Two major advantages of cloverleafs are that they require only one bridge (between the main perpendicular routes) which makes such junctions inexpensive as long as land is plentiful, and that they often do not require any traffic signals to operate. However, weaving is a major shortcoming of cloverleafs, as the four total offramps and onramps are present (the onramp from one leaf overlaps with the offramp for the next leaf), and merge on the main routes. Consequently, the capacity of this design is comparatively low. Cloverleafs also use a considerable area of land, and are more often found along older highways, in rural areas and within cities with low population densities. A variant design separates all turning traffic into a parallel carriageway to minimize the problem of weaving. Collector and distributor roads are similar, but are usually separated from the main carriageway by a divider, such as a guard rail or Jersey barrier.

Caltrans classifies 4-way cloverleaf system junctions in California as Type F-4, and service interchanges as Type L-10.[10]

Stack interchange

Four-level stack

A stack interchange is a four-way interchange whereby a semi-directional left turn and a directional right turn are both available. Usually access to both turns is provided simultaneously by a single offramp. Assuming right-handed driving, in order to cross over incoming traffic and go left, vehicles first exit onto an off-ramp from the rightmost lane. After demerging from right-turning traffic, they complete their left turn by crossing both highways on a flyover ramp or underpass. The penultimate step is a merge with the right-turn on-ramp traffic from the opposite quadrant of the interchange.

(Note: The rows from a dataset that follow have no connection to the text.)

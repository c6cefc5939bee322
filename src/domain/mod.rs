//! Domain layer types and invariants.

pub mod bilingual;
pub mod content;
pub mod entities;
pub mod slug;
pub mod types;
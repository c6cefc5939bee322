//! Admin session and identity.
//!
//! A fixed, non-configurable credential set gates the admin surface. The
//! session lives only in memory for the process lifetime; it is deliberately
//! not persisted, so a restart always lands on the login screen.

use std::sync::Mutex;

use sha2::{Digest, Sha256};
use subtle::ConstantTimeEq;

use crate::domain::types::UserRole;

struct Credential {
    email: &'static str,
    password: &'static str,
    name: &'static str,
    role: UserRole,
}

const CREDENTIALS: &[Credential] = &[
    Credential {
        email: "admin@photography.co.il",
        password: "admin123",
        name: "Studio Admin",
        role: UserRole::Admin,
    },
    Credential {
        email: "editor@photography.co.il",
        password: "editor123",
        name: "Studio Editor",
        role: UserRole::Editor,
    },
];

/// The identity stored for an authenticated session.
#[derive(Debug, Clone, PartialEq, Eq)]
pub struct AuthenticatedUser {
    pub name: String,
    pub role: UserRole,
}

/// In-memory session store for the admin area.
#[derive(Default)]
pub struct SessionService {
    current: Mutex<Option<AuthenticatedUser>>,
}

impl SessionService {
    pub fn new() -> Self {
        Self::default()
    }

    /// Validate the supplied credentials and open a session on success.
    ///
    /// Returns `false` on any mismatch without revealing which field was
    /// wrong; every candidate is checked in constant time regardless of
    /// earlier matches.
    pub fn login(&self, email: &str, password: &str) -> bool {
        let mut matched: Option<AuthenticatedUser> = None;
        for credential in CREDENTIALS {
            let email_ok = digests_equal(email, credential.email);
            let password_ok = digests_equal(password, credential.password);
            if email_ok && password_ok && matched.is_none() {
                matched = Some(AuthenticatedUser {
                    name: credential.name.to_string(),
                    role: credential.role,
                });
            }
        }

        match matched {
            Some(user) => {
                *lock(&self.current) = Some(user);
                true
            }
            None => false,
        }
    }

    /// Close the session; a no-op when nobody is logged in.
    pub fn logout(&self) {
        *lock(&self.current) = None;
    }

    pub fn is_authenticated(&self) -> bool {
        lock(&self.current).is_some()
    }

    pub fn current_user(&self) -> Option<AuthenticatedUser> {
        lock(&self.current).clone()
    }
}

/// Compare two secrets by their fixed-width digests so the comparison cost
/// does not depend on either length or a shared prefix.
fn digests_equal(supplied: &str, expected: &str) -> bool {
    let supplied = hash_secret(supplied);
    let expected = hash_secret(expected);
    supplied.ct_eq(&expected).unwrap_u8() == 1
}

fn hash_secret(secret: &str) -> Vec<u8> {
    let mut hasher = Sha256::new();
    hasher.update(secret.as_bytes());
    hasher.finalize().to_vec()
}

fn lock<T>(mutex: &Mutex<T>) -> std::sync::MutexGuard<'_, T> {
    mutex.lock().unwrap_or_else(std::sync::PoisonError::into_inner)
}

#[cfg(test)]
mod tests {
    use super::*;

    #[test]
    fn wrong_credentials_leave_the_session_closed() {
        let sessions = SessionService::new();
        assert!(!sessions.login("admin@photography.co.il", "wrong"));
        assert!(!sessions.login("nobody@example.com", "admin123"));
        assert!(!sessions.is_authenticated());
        assert_eq!(sessions.current_user(), None);
    }

    #[test]
    fn valid_credentials_open_a_named_session() {
        let sessions = SessionService::new();
        assert!(sessions.login("admin@photography.co.il", "admin123"));
        assert!(sessions.is_authenticated());

        let user = sessions.current_user().expect("authenticated user");
        assert!(!user.name.is_empty());
        assert_eq!(user.role, UserRole::Admin);
    }

    #[test]
    fn editor_account_gets_the_editor_role() {
        let sessions = SessionService::new();
        assert!(sessions.login("editor@photography.co.il", "editor123"));
        assert_eq!(
            sessions.current_user().map(|user| user.role),
            Some(UserRole::Editor)
        );
    }

    #[test]
    fn logout_clears_the_session() {
        let sessions = SessionService::new();
        sessions.login("admin@photography.co.il", "admin123");
        sessions.logout();
        assert!(!sessions.is_authenticated());
        // Logging out twice is harmless.
        sessions.logout();
    }

    #[test]
    fn mixed_account_fields_do_not_authenticate() {
        let sessions = SessionService::new();
        assert!(!sessions.login("admin@photography.co.il", "editor123"));
        assert!(!sessions.is_authenticated());
    }
}
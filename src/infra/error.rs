use thiserror::Error;

#[derive(Debug, Error)]
pub enum InfraError {
    #[error("telemetry initialization failed: {0}")]
    Telemetry(String),
}

impl InfraError {
    pub fn telemetry(message: impl Into<String>) -> Self {
        Self::Telemetry(message.into())
    }
}
//! Slug derivation for bilingual blog posts.
//!
//! ASCII slugification comes from the `slug` crate (lowercase, non-word
//! characters stripped, whitespace collapsed to hyphens). Hebrew titles often
//! slugify to nothing, so the bilingual helper falls back to the other
//! language's slug before giving up.

use slug::slugify;
use thiserror::Error;

use crate::domain::bilingual::Bilingual;

/// Errors that can occur while deriving a slug.
#[derive(Debug, Error, PartialEq, Eq)]
pub enum SlugError {
    #[error("slug source text is empty")]
    EmptyInput,
    #[error("failed to derive slug from `{input}`")]
    Unrepresentable { input: String },
}

/// Derive a slug from the provided human-readable text.
pub fn derive_slug(input: &str) -> Result<String, SlugError> {
    if input.trim().is_empty() {
        return Err(SlugError::EmptyInput);
    }

    let candidate = slugify(input);
    if candidate.is_empty() {
        return Err(SlugError::Unrepresentable {
            input: input.to_string(),
        });
    }

    Ok(candidate)
}

/// Derive slugs for both languages of a title.
///
/// Each language slugifies its own title variant; a variant that cannot
/// produce a slug borrows the other language's result. Returns `None` when
/// neither variant is representable.
pub fn bilingual_slug(title: &Bilingual) -> Option<Bilingual> {
    let he = derive_slug(&title.he).ok();
    let en = derive_slug(&title.en).ok();

    match (he, en) {
        (Some(he), Some(en)) => Some(Bilingual { he, en }),
        (Some(he), None) => Some(Bilingual {
            en: he.clone(),
            he,
        }),
        (None, Some(en)) => Some(Bilingual {
            he: en.clone(),
            en,
        }),
        (None, None) => None,
    }
}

Finally an onramp merges both streams of incoming traffic into the left-bound highway. As there is only one offramp and one onramp (in that respective order), stacks do not suffer from the problem of weaving, and due to the semi-directional flyover ramps and directional ramps, they are generally safe and efficient at handling high traffic volumes in all directions.

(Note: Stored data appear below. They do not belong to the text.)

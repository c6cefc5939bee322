//! The site content aggregate: every editable piece of site text, design,
//! and settings as one nested configuration object.
//!
//! The aggregate is always fully populated. Persisted overrides are merged
//! section-by-section against [`SiteContent::default_content`], so no field
//! is ever absent regardless of what an older persisted copy contains.
//! Serialization uses camelCase field names to stay byte-compatible with the
//! layout documented for the durable store.

use once_cell::sync::Lazy;
use serde::{Deserialize, Serialize};
use serde_json::Value;
use tracing::debug;

use crate::domain::bilingual::Bilingual;

#[derive(Debug, Clone, PartialEq, Serialize, Deserialize)]
#[serde(rename_all = "camelCase")]
pub struct SiteContent {
    pub hero: HeroSection,
    pub navigation: NavigationLabels,
    pub gallery_categories: GalleryCategoryLabels,
    pub about: AboutSection,
    pub contact: ContactInfo,
    pub seo: SeoSettings,
    pub design: DesignSettings,
    pub analytics: AnalyticsSettings,
    pub email_settings: EmailSettings,
    pub maintenance: MaintenanceSettings,
}

#[derive(Debug, Clone, PartialEq, Serialize, Deserialize)]
#[serde(rename_all = "camelCase")]
pub struct HeroSection {
    pub title: Bilingual,
    pub subtitle: Bilingual,
    pub cta: Bilingual,
    pub background_image: String,
}

#[derive(Debug, Clone, PartialEq, Serialize, Deserialize)]
#[serde(rename_all = "camelCase")]
pub struct NavigationLabels {
    pub home: Bilingual,
    pub gallery: Bilingual,
    pub about: Bilingual,
    pub contact: Bilingual,
    pub blog: Bilingual,
}

/// Labels for the fixed set of four gallery buckets.
#[derive(Debug, Clone, PartialEq, Serialize, Deserialize)]
#[serde(rename_all = "camelCase")]
pub struct GalleryCategoryLabels {
    pub chalaka: Bilingual,
    pub family: Bilingual,
    pub newborn: Bilingual,
    pub smash: Bilingual,
}

#[derive(Debug, Clone, PartialEq, Serialize, Deserialize)]
#[serde(rename_all = "camelCase")]
pub struct AboutSection {
    pub title: Bilingual,
    pub content: Bilingual,
    pub image: String,
}

#[derive(Debug, Clone, PartialEq, Serialize, Deserialize)]
#[serde(rename_all = "camelCase")]
pub struct ContactInfo {
    pub title: Bilingual,
    pub phone: String,
    pub email: String,
    pub address: Bilingual,
    pub whatsapp: String,
    pub social_media: SocialLinks,
}

#[derive(Debug, Clone, PartialEq, Serialize, Deserialize)]
#[serde(rename_all = "camelCase")]
pub struct SocialLinks {
    pub instagram: String,
    pub facebook: String,
    pub youtube: String,
}

#[derive(Debug, Clone, PartialEq, Serialize, Deserialize)]
#[serde(rename_all = "camelCase")]
pub struct SeoSettings {
    pub site_name: Bilingual,
    pub description: Bilingual,
    pub keywords: Bilingual,
    pub favicon: String,
}

#[derive(Debug, Clone, PartialEq, Serialize, Deserialize)]
#[serde(rename_all = "camelCase")]
pub struct DesignSettings {
    pub colors: ColorPalette,
    pub fonts: FontSettings,
    pub layout: LayoutSettings,
}

#[derive(Debug, Clone, PartialEq, Serialize, Deserialize)]
#[serde(rename_all = "camelCase")]
pub struct ColorPalette {
    pub primary: String,
    pub secondary: String,
    pub accent: String,
    pub background: String,
    pub text: String,
}

#[derive(Debug, Clone, PartialEq, Serialize, Deserialize)]
#[serde(rename_all = "camelCase")]
pub struct FontSettings {
    pub hebrew: String,
    pub english: String,
    pub heading_weight: String,
    pub body_weight: String,
}

#[derive(Debug, Clone, PartialEq, Serialize, Deserialize)]
#[serde(rename_all = "camelCase")]
pub struct LayoutSettings {
    pub max_width: String,
    pub section_padding: String,
}

#[derive(Debug, Clone, PartialEq, Serialize, Deserialize)]
#[serde(rename_all = "camelCase")]
pub struct AnalyticsSettings {
    pub google_analytics: String,
    pub meta_pixel: String,
}

#[derive(Debug, Clone, PartialEq, Serialize, Deserialize)]
#[serde(rename_all = "camelCase")]
pub struct EmailSettings {
    pub smtp_host: String,
    pub smtp_port: u16,
    pub smtp_user: String,
    pub smtp_password: String,
    pub from_email: String,
    pub to_email: String,
    pub enabled: bool,
}

#[derive(Debug, Clone, PartialEq, Serialize, Deserialize)]
#[serde(rename_all = "camelCase")]
pub struct MaintenanceSettings {
    pub enabled: bool,
    pub message: Bilingual,
}

static DEFAULT_CONTENT: Lazy<SiteContent> = Lazy::new(build_default_content);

A standard stack interchange includes roads on four levels, also known as a four-level stack: including the two perpendicular highways, and one more additional level for each pair of left-turn ramps. These ramps can be stacked (cross) in various configurations above, below, or between the two interchanging highways. This makes them distinct from Turbine interchanges, where pairs of left-turn ramps are separated but at the same level. There are some stacks that could be considered five-level; however, these remain four-way interchanges, since the fifth level actually consists of dedicated ramps for HOV/bus lanes or frontage roads running through the interchange. The stack interchange between I-10 and I-405 in Los Angeles is a three-level stack, since the semi-directional ramps are spaced out far enough so they do not need to cross each other at a single point as in a conventional four-level stack.

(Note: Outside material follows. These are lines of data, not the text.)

//! The durable key-value backend: a string-keyed, string-valued map holding
//! JSON-encoded documents.
//!
//! Two implementations ship with the crate. [`JsonFileStore`] keeps one JSON
//! file per key under a configured directory and is the production backend;
//! [`MemoryStore`] is volatile and exists for tests and ephemeral embeddings.
//! Callers own serialization; the store never inspects values.

use std::path::{Path, PathBuf};

use async_trait::async_trait;
use dashmap::DashMap;
use thiserror::Error;
use tokio::fs;
use uuid::Uuid;

/// Errors surfaced by the durable store.
#[derive(Debug, Error)]
pub enum KvError {
    #[error("invalid storage key `{key}`")]
    InvalidKey { key: String },
    #[error(transparent)]
    Io(#[from] std::io::Error),
}

/// A durable string-keyed map with JSON-encoded string values.
#[async_trait]
pub trait KeyValueStore: Send + Sync {
    async fn get(&self, key: &str) -> Result<Option<String>, KvError>;
    async fn put(&self, key: &str, value: String) -> Result<(), KvError>;
    async fn remove(&self, key: &str) -> Result<(), KvError>;
}

/// Keys double as file stems, so restrict them to a portable alphabet.
fn validate_key(key: &str) -> Result<(), KvError> {
    let valid = !key.is_empty()
        && key
            .bytes()
            .all(|byte| byte.is_ascii_alphanumeric() || byte == b'_' || byte == b'-');
    if valid {
        Ok(())
    } else {
        Err(KvError::InvalidKey {
            key: key.to_string(),
        })
    }
}

/// Filesystem-backed store: one `<key>.json` document per key.
#[derive(Debug)]
pub struct JsonFileStore {
    root: PathBuf,
}

impl JsonFileStore {
    /// Initialise storage rooted at the provided directory, creating it if
    /// necessary.
    pub fn new(root: impl Into<PathBuf>) -> Result<Self, KvError> {
        let root = root.into();
        std::fs::create_dir_all(&root)?;
        Ok(Self { root })
    }

    pub fn root(&self) -> &Path {
        &self.root
    }

    fn path_for(&self, key: &str) -> PathBuf {
        self.root.join(format!("{key}.json"))
    }
}

#[async_trait]
impl KeyValueStore for JsonFileStore {
    async fn get(&self, key: &str) -> Result<Option<String>, KvError> {
        validate_key(key)?;
        match fs::read_to_string(self.path_for(key)).await {
            Ok(contents) => Ok(Some(contents)),
            Err(err) if err.kind() == std::io::ErrorKind::NotFound => Ok(None),
            Err(err) => Err(err.into()),
        }
    }

    async fn put(&self, key: &str, value: String) -> Result<(), KvError> {
        validate_key(key)?;
        // Write-then-rename keeps a crashed write from truncating the
        // previous durable copy.
        let target = self.path_for(key);
        let staging = self.root.join(format!(".{key}.{}.tmp", Uuid::new_v4()));
        fs::write(&staging, value).await?;
        if let Err(err) = fs::rename(&staging, &target).await {
            let _ = fs::remove_file(&staging).await;
            return Err(err.into());
        }
        Ok(())
    }

    async fn remove(&self, key: &str) -> Result<(), KvError> {
        validate_key(key)?;
        match fs::remove_file(self.path_for(key)).await {
            Ok(()) => Ok(()),
            Err(err) if err.kind() == std::io::ErrorKind::NotFound => Ok(()),
            Err(err) => Err(err.into()),
        }
    }
}

/// Volatile in-process store.
#[derive(Debug, Default)]
pub struct MemoryStore {
    entries: DashMap<String, String>,
}

impl MemoryStore {
    pub fn new() -> Self {
        Self::default()
    }

    pub fn len(&self) -> usize {
        self.entries.len()
    }

    pub fn is_empty(&self) -> bool {
        self.entries.is_empty()
    }
}

#[async_trait]
impl KeyValueStore for MemoryStore {
    async fn get(&self, key: &str) -> Result<Option<String>, KvError> {
        validate_key(key)?;
        Ok(self.entries.get(key).map(|entry| entry.value().clone()))
    }

    async fn put(&self, key: &str, value: String) -> Result<(), KvError> {
        validate_key(key)?;
        self.entries.insert(key.to_string(), value);
        Ok(())
    }

    async fn remove(&self, key: &str) -> Result<(), KvError> {
        validate_key(key)?;
        self.entries.remove(key);
        Ok(())
    }
}

#[cfg(test)]
mod tests {
    use super::*;

    #[tokio::test]
    async fn memory_store_round_trips_values() {
        let store = MemoryStore::new();
        assert_eq!(store.get("siteContent").await.unwrap(), None);

        store
            .put("siteContent", "{\"hero\":{}}".to_string())
            .await
            .unwrap();
        assert_eq!(
            store.get("siteContent").await.unwrap().as_deref(),
            Some("{\"hero\":{}}")
        );

        store.remove("siteContent").await.unwrap();
        assert_eq!(store.get("siteContent").await.unwrap(), None);
    }

    #[tokio::test]
    async fn keys_outside_the_portable_alphabet_are_rejected() {
        let store = MemoryStore::new();
        assert!(matches!(
            store.get("../escape").await,
            Err(KvError::InvalidKey { .. })
        ));
        assert!(matches!(
            store.put("", "x".to_string()).await,
            Err(KvError::InvalidKey { .. })
        ));
    }

    #[tokio::test]
    async fn file_store_persists_across_instances() {
        let dir = tempfile::tempdir().unwrap();
        {
            let store = JsonFileStore::new(dir.path()).unwrap();
            store
                .put("blogPosts", "[]".to_string())
                .await
                .unwrap();
        }

        let reopened = JsonFileStore::new(dir.path()).unwrap();
        assert_eq!(
            reopened.get("blogPosts").await.unwrap().as_deref(),
            Some("[]")
        );
        reopened.remove("blogPosts").await.unwrap();
        // Removing an absent key is a no-op.
        reopened.remove("blogPosts").await.unwrap();
        assert_eq!(reopened.get("blogPosts").await.unwrap(), None);
    }

    #[tokio::test]
    async fn file_store_overwrites_in_place() {
        let dir = tempfile::tempdir().unwrap();
        let store = JsonFileStore::new(dir.path()).unwrap();
        store.put("language", "\"he\"".to_string()).await.unwrap();
        store.put("language", "\"en\"".to_string()).await.unwrap();
        assert_eq!(
            store.get("language").await.unwrap().as_deref(),
            Some("\"en\"")
        );
        // No staging files left behind.
        let leftovers: Vec<_> = std::fs::read_dir(dir.path())
            .unwrap()
            .filter_map(|entry| entry.ok())
            .filter(|entry| entry.file_name().to_string_lossy().ends_with(".tmp"))
            .collect();
        assert!(leftovers.is_empty());
    }
}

Stacks are significantly more expensive than other four-way interchanges, due to the design of the four levels. Additionally they may suffer from objections of local residents, because of their height and high visual impact. Large stacks with multiple levels may have a complex appearance and are often colloquially described as Mixing Bowls, Mixmasters (for a Sunbeam Products brand of electric kitchen mixers), or as Spaghetti Bowls or Spaghetti Junctions (being compared to boiled spaghetti). However, they consume a significantly smaller area of land compared to a cloverleaf interchange.

Caltrans classifies 4-level stacks in California as Type F-1. Type F-1 Alt B is a normal stack, while F-1 Alt A is one where the two right turn ramps merging onto one of the freeways merge ahead of the left turn ramps.[10]

Combination interchange

Two-level combination interchange
Three-level combination interchange
A two-level combination interchange

A three-level combination interchange:

The Combination interchange is a hybrid interchange. They use loop ramps like cloverleafs to serve slower or less occupied traffic flow and semi-directional flyover ramps like stack interchanges to serve faster and higher occupied traffic flow, hence the term cloverstack.[11][10][12] If local and express ways serving the same directions and each roadway is connected righthand to the interchange, extra ramps are installed.

The combination interchange design is commonly used to upgrade cloverleaf interchanges to increase their capacity and eliminate weaving.

In California, Caltrans classifies the combination interchange with one flyover ramp as Type F-2, and with two opposite ramps as Type F-3.[10]

Turbine interchange

Two-level turbine
Some two-level turbines:

Some turbine-stack hybrids:

Is the turbine interchange (also known as a whirlpool) is an alternative four-way directional interchange. The turbine interchange requires fewer levels (usually two or three) while retaining directional ramps throughout. It features right-exit, left-turning ramps that sweep around the center of the interchange in a clockwise spiral. A full turbine interchange features a minimum of 18 overpasses, and require more land to construct than a four-level stack interchange' however, the bridges are generally short in length. Coupled with reduced maintenance costs, a turbine interchange is a less costly alternative to a stack.[17]

Roundabout interchange

Complex roundabout interchange Kleinpolderplein in Rotterdam, the Netherlands. 51°55?53?N 4°26?19?E / 51.931498°N 4.438479°E / 51.931498; 4.438479

A further alternative found often is called a roundabout interchange. This is a normal roundabout except one (two-level) or both (three-level) mainlines pass under or over the whole interchange. The ramps of the interchanging highways meet at a roundabout, or rotary, on a separated level above, below, or in the middle of the two highways.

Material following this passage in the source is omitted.